**** Source material
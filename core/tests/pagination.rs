//! List fetching and classification against a scripted transport.
//!
//! The transport replays canned responses in order and records every request,
//! so these tests pin down exactly what the client sends for each page and how
//! it reacts to malformed or failing exchanges.

use std::collections::VecDeque;

use crm_core::{
    entity_id, ApiError, Category, CrmClient, HttpRequest, HttpResponse, Parameters, ProtocolViolation, Suppression,
    Transport, TransportError,
};
use serde_json::{json, Value};

#[derive(Default)]
struct Scripted {
    replies: VecDeque<Result<HttpResponse, TransportError>>,
    requests: Vec<HttpRequest>,
}

impl Scripted {
    fn new() -> Self {
        Self::default()
    }

    fn reply(mut self, response: HttpResponse) -> Self {
        self.replies.push_back(Ok(response));
        self
    }

    fn json(self, status: u16, body: Value) -> Self {
        self.reply(HttpResponse::new(status, body.to_string()).with_header("content-type", "application/json"))
    }

    fn fail(mut self, code: &str) -> Self {
        self.replies.push_back(Err(TransportError::new(code, "scripted failure")));
        self
    }
}

impl Transport for Scripted {
    fn execute(&mut self, request: HttpRequest) -> Result<HttpResponse, TransportError> {
        self.requests.push(request);
        self.replies
            .pop_front()
            .unwrap_or_else(|| Err(TransportError::new("script_exhausted", "no reply left")))
    }
}

fn envelope(start: u64, limit: u64, total: Option<u64>, count: u64) -> Value {
    let data: Vec<Value> = (start..start + count)
        .map(|i| json!({"ID": i + 1, "fields": {"email": format!("user{i}@example.com")}}))
        .collect();
    let mut body = json!({"start": start, "limit": limit, "count": count, "data": data});
    if let Some(total) = total {
        body["total"] = json!(total);
    }
    body
}

fn client(transport: Scripted) -> CrmClient<Scripted> {
    CrmClient::new("https://api.example/v3", transport)
}

fn start_of(request: &HttpRequest) -> Option<String> {
    let (_, query) = request.url.split_once('?')?;
    url::form_urlencoded::parse(query.as_bytes())
        .find(|(key, _)| key == "start")
        .map(|(_, value)| value.into_owned())
}

#[test]
fn pages_sum_to_total() {
    let transport = Scripted::new()
        .json(200, envelope(0, 25, Some(57), 25))
        .json(200, envelope(25, 25, Some(57), 25))
        .json(200, envelope(50, 25, Some(57), 7));
    let mut client = client(transport);
    let parameters = Parameters::new().with("limit", "25");

    let mut all = client.get_entities("database/1/profiles", &parameters).unwrap();
    let mut sizes = vec![all.len()];
    while !client.is_complete() {
        let batch = client.get_entities_next_batch().unwrap();
        sizes.push(batch.len());
        all.extend(batch);
    }

    assert_eq!(sizes, vec![25, 25, 7]);
    assert_eq!(all.len(), 57);
    let starts: Vec<Option<String>> = client.transport().requests.iter().map(start_of).collect();
    assert_eq!(
        starts,
        vec![Some("0".to_string()), Some("25".to_string()), Some("50".to_string())]
    );

    // Exhausted: no further request is made.
    assert!(client.get_entities_next_batch().unwrap().is_empty());
    assert_eq!(client.transport().requests.len(), 3);
}

#[test]
fn total_is_inferred_from_short_page() {
    let transport = Scripted::new()
        .json(200, envelope(0, 10, None, 10))
        .json(200, envelope(10, 10, None, 3));
    let mut client = client(transport);

    client.get_entities("database/1/profiles", &Parameters::new().with("limit", "10")).unwrap();
    assert!(!client.is_complete());
    assert_eq!(client.get_entities_next_batch().unwrap().len(), 3);
    assert!(client.is_complete());
    assert_eq!(client.export_cursor().unwrap().total, Some(13));
}

#[test]
fn start_parameter_sets_first_offset() {
    let transport = Scripted::new().json(200, envelope(40, 20, Some(45), 5));
    let mut client = client(transport);

    let records = client
        .get_entities("database/1/profiles", &Parameters::new().with("start", "40").with("limit", "20"))
        .unwrap();
    assert_eq!(entity_id(&records[0]).as_deref(), Some("41"));
    assert!(client.is_complete());
    assert_eq!(start_of(&client.transport().requests[0]).as_deref(), Some("40"));
}

#[test]
fn count_mismatch_is_a_protocol_violation_even_when_everything_is_suppressed() {
    let mut body = envelope(0, 25, Some(57), 25);
    body["count"] = json!(24);
    let mut client = client(Scripted::new().json(200, body));
    client.set_suppression(Suppression::ALL);

    let err = client.get_entities("database/1/profiles", &Parameters::new()).unwrap_err();
    assert!(err.is_protocol_violation());
    assert!(matches!(
        err,
        ApiError::Protocol {
            violation: ProtocolViolation::CountMismatch { count: 24, len: 25 },
            ..
        }
    ));
    assert!(client.is_complete());
}

#[test]
fn stalled_page_is_a_protocol_violation() {
    let transport = Scripted::new()
        .json(200, envelope(0, 10, Some(30), 10))
        .json(200, envelope(10, 10, Some(30), 0));
    let mut client = client(transport);

    client.get_entities("database/1/profiles", &Parameters::new()).unwrap();
    let err = client.get_entities_next_batch().unwrap_err();
    assert!(matches!(
        err,
        ApiError::Protocol {
            violation: ProtocolViolation::StalledPage { start: 10, total: 30 },
            ..
        }
    ));
}

#[test]
fn page_without_total_cannot_pass_the_known_total() {
    let transport = Scripted::new()
        .json(200, envelope(0, 25, Some(30), 25))
        .json(200, envelope(25, 25, None, 25));
    let mut client = client(transport);
    client.set_suppression(Suppression::ALL);

    client.get_entities("database/1/profiles", &Parameters::new()).unwrap();
    assert!(!client.is_complete());
    let err = client.get_entities_next_batch().unwrap_err();
    assert!(matches!(
        err,
        ApiError::Protocol {
            violation: ProtocolViolation::PastKnownTotal { next_start: 50, total: 30 },
            ..
        }
    ));

    // The cursor stays where it was.
    let cursor = client.export_cursor().unwrap();
    assert_eq!((cursor.next_start, cursor.total), (25, Some(30)));
}

#[test]
fn known_total_survives_pages_that_omit_it() {
    let transport = Scripted::new()
        .json(200, envelope(0, 10, Some(25), 10))
        .json(200, envelope(10, 10, None, 10))
        .json(200, envelope(20, 10, None, 5));
    let mut client = client(transport);

    let mut seen = client.get_entities("database/1/profiles", &Parameters::new()).unwrap().len();
    seen += client.get_entities_next_batch().unwrap().len();
    assert!(!client.is_complete());
    assert_eq!(client.export_cursor().unwrap().total, Some(25));
    seen += client.get_entities_next_batch().unwrap().len();
    assert!(client.is_complete());
    assert_eq!(seen, 25);
}

#[test]
fn list_failures_are_raised_regardless_of_policy() {
    let mut client = client(Scripted::new().fail("timeout"));
    client.set_suppression(Suppression::ALL);

    let err = client.get_entities("database/1/profiles", &Parameters::new()).unwrap_err();
    assert_eq!(err.category(), Some(Category::Transport));
}

#[test]
fn next_batch_without_a_fetch_is_an_error() {
    let mut client = client(Scripted::new());
    assert!(matches!(client.get_entities_next_batch(), Err(ApiError::NoCursor)));
    assert!(client.transport().requests.is_empty());
}

#[test]
fn suppression_categories_are_independent() {
    let malformed = HttpResponse::new(200, "{not json").with_header("content-type", "application/json");
    let transport = Scripted::new()
        .fail("connection_failed")
        .reply(malformed.clone())
        .fail("connection_failed")
        .reply(malformed);
    let mut client = client(transport);

    let transport_only = Suppression::NONE.with(Category::Transport);
    let reply = client.get("profile/1", &Parameters::new(), Some(transport_only)).unwrap();
    assert_eq!(reply.degraded().map(|d| d.category), Some(Category::Transport));
    assert!(reply.degraded().unwrap().response.is_none());
    let err = client.get("profile/1", &Parameters::new(), Some(transport_only)).unwrap_err();
    assert_eq!(err.category(), Some(Category::InvalidJson));

    let json_only = Suppression::NONE.with(Category::InvalidJson);
    let err = client.get("profile/1", &Parameters::new(), Some(json_only)).unwrap_err();
    assert_eq!(err.category(), Some(Category::Transport));
    let reply = client.get("profile/1", &Parameters::new(), Some(json_only)).unwrap();
    let degraded = reply.degraded().unwrap();
    assert_eq!(degraded.category, Category::InvalidJson);
    assert_eq!(degraded.response.as_ref().map(|r| r.body.as_str()), Some("{not json"));
}

#[test]
fn exported_cursor_yields_the_same_next_page() {
    let first_page = envelope(0, 10, Some(25), 10);
    let second_page = envelope(10, 10, Some(25), 10);

    let mut first = client(Scripted::new().json(200, first_page).json(200, second_page.clone()));
    let parameters = Parameters::new().with("limit", "10").with("fields[]", "city==Amsterdam");
    first.get_entities("database/1/profiles", &parameters).unwrap();
    let state = first.export_cursor_state().unwrap();
    let expected = first.get_entities_next_batch().unwrap();

    let mut resumed = client(Scripted::new().json(200, second_page));
    resumed.import_cursor_state(&state).unwrap();
    let batch = resumed.get_entities_next_batch().unwrap();

    assert_eq!(batch, expected);
    assert_eq!(resumed.transport().requests[0].url, first.transport().requests[1].url);
    assert_eq!(resumed.export_cursor(), first.export_cursor());
}

#[test]
fn inconsistent_cursor_state_is_rejected() {
    let mut client = client(Scripted::new());
    let state = json!({
        "resource": "database/1/profiles",
        "parameters": [],
        "total": 10,
        "next_start": 20
    })
    .to_string();
    assert!(matches!(client.import_cursor_state(&state), Err(ApiError::InvalidCursor(_))));
    assert!(matches!(client.import_cursor_state("garbage"), Err(ApiError::InvalidCursor(_))));
    assert!(matches!(client.export_cursor_state(), Err(ApiError::NoCursor)));
}

#[test]
fn embedded_list_must_be_complete_unless_partial_is_accepted() {
    let entity = json!({
        "ID": 1,
        "collections": {"start": 0, "limit": 2, "count": 2, "total": 5, "data": [{"ID": 10}, {"ID": 11}]}
    });
    let transport = Scripted::new().json(200, entity.clone()).json(200, entity);
    let mut client = client(transport);

    let err = client
        .get_embedded_entities("database/1", "collections", &Parameters::new(), false)
        .unwrap_err();
    assert!(matches!(
        err,
        ApiError::Protocol {
            violation: ProtocolViolation::IncompleteEmbeddedList { count: 2, total: 5 },
            ..
        }
    ));

    let partial = client
        .get_embedded_entities("database/1", "collections", &Parameters::new(), true)
        .unwrap();
    assert_eq!(partial.len(), 2);
}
********
**Work order:** Which lines above carry the string "Option"? Copy those lines.

**Response area:**
fn envelope(start: u64, limit: u64, total: Option<u64>, count: u64) -> Value {
fn start_of(request: &HttpRequest) -> Option<String> {
    let starts: Vec<Option<String>> = client.transport().requests.iter().map(start_of).collect();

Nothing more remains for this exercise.